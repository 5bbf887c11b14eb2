//! Process-local `PasswordResetTokenRepository`.

use std::collections::HashMap;
use std::sync::{Mutex, MutexGuard};

use async_trait::async_trait;

use crate::domain::ports::{
    PasswordResetTokenRepository, ResetTokenRepositoryError, StoredResetToken,
};

/// In-memory reset token store keyed by lowercased email.
#[derive(Default)]
pub struct InMemoryPasswordResetTokenRepository {
    tokens: Mutex<HashMap<String, StoredResetToken>>,
}

impl InMemoryPasswordResetTokenRepository {
    fn lock(
        &self,
    ) -> Result<MutexGuard<'_, HashMap<String, StoredResetToken>>, ResetTokenRepositoryError> {
        self.tokens
            .lock()
            .map_err(|_| ResetTokenRepositoryError::connection("in-memory token store poisoned"))
    }
}

#[async_trait]
impl PasswordResetTokenRepository for InMemoryPasswordResetTokenRepository {
    async fn put(&self, token: StoredResetToken) -> Result<(), ResetTokenRepositoryError> {
        self.lock()?.insert(token.email.to_lowercase(), token);
        Ok(())
    }

    async fn find(
        &self,
        email: &str,
    ) -> Result<Option<StoredResetToken>, ResetTokenRepositoryError> {
        Ok(self.lock()?.get(&email.to_lowercase()).cloned())
    }

    async fn remove(&self, email: &str) -> Result<(), ResetTokenRepositoryError> {
        self.lock()?.remove(&email.to_lowercase());
        Ok(())
    }
}
//! Port for one-way password hashing.

use crate::domain::PasswordHash;

use super::define_port_error;

define_port_error! {
    /// Errors raised by password hashing adapters.
    pub enum PasswordHashError {
        /// Producing a new hash failed.
        Hashing { message: String } => "password hashing failed: {message}",
        /// A stored hash could not be parsed.
        MalformedHash { message: String } => "malformed password hash: {message}",
    }
}

/// Hashes and verifies plaintext passwords.
///
/// Implementations must never log or retain the plaintext.
#[cfg_attr(test, mockall::automock)]
pub trait PasswordHasher: Send + Sync {
    /// Produce a salted hash of `plaintext`.
    fn hash(&self, plaintext: &str) -> Result<PasswordHash, PasswordHashError>;

    /// Whether `plaintext` matches `hash`.
    fn verify(&self, plaintext: &str, hash: &PasswordHash) -> Result<bool, PasswordHashError>;
}
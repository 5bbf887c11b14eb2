//! Print or write the accounts OpenAPI document as pretty JSON.

use std::io;
use std::path::PathBuf;

use accounts::ApiDoc;
use clap::Parser;
use utoipa::OpenApi;

/// `openapi-dump` command arguments.
#[derive(Debug, Clone, Parser)]
#[command(
    name = "openapi-dump",
    about = "Emit the accounts API OpenAPI document",
    version
)]
struct CliArgs {
    /// Write to this file instead of standard output.
    #[arg(long = "output", short = 'o', value_name = "path")]
    output: Option<PathBuf>,
}

fn main() -> io::Result<()> {
    let args = CliArgs::try_parse().map_err(io::Error::other)?;
    let document = ApiDoc::openapi()
        .to_pretty_json()
        .map_err(|error| io::Error::other(format!("serialise OpenAPI document: {error}")))?;
    match args.output {
        Some(path) => std::fs::write(&path, document),
        None => {
            println!("{document}");
            Ok(())
        }
    }
}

PROBLEM REQUIREMENTS:
Where a line in the material above holds "derive", copy that line.

EXPECTED OUTPUT:
#[derive(Default)]
#[derive(Debug, Clone, Parser)]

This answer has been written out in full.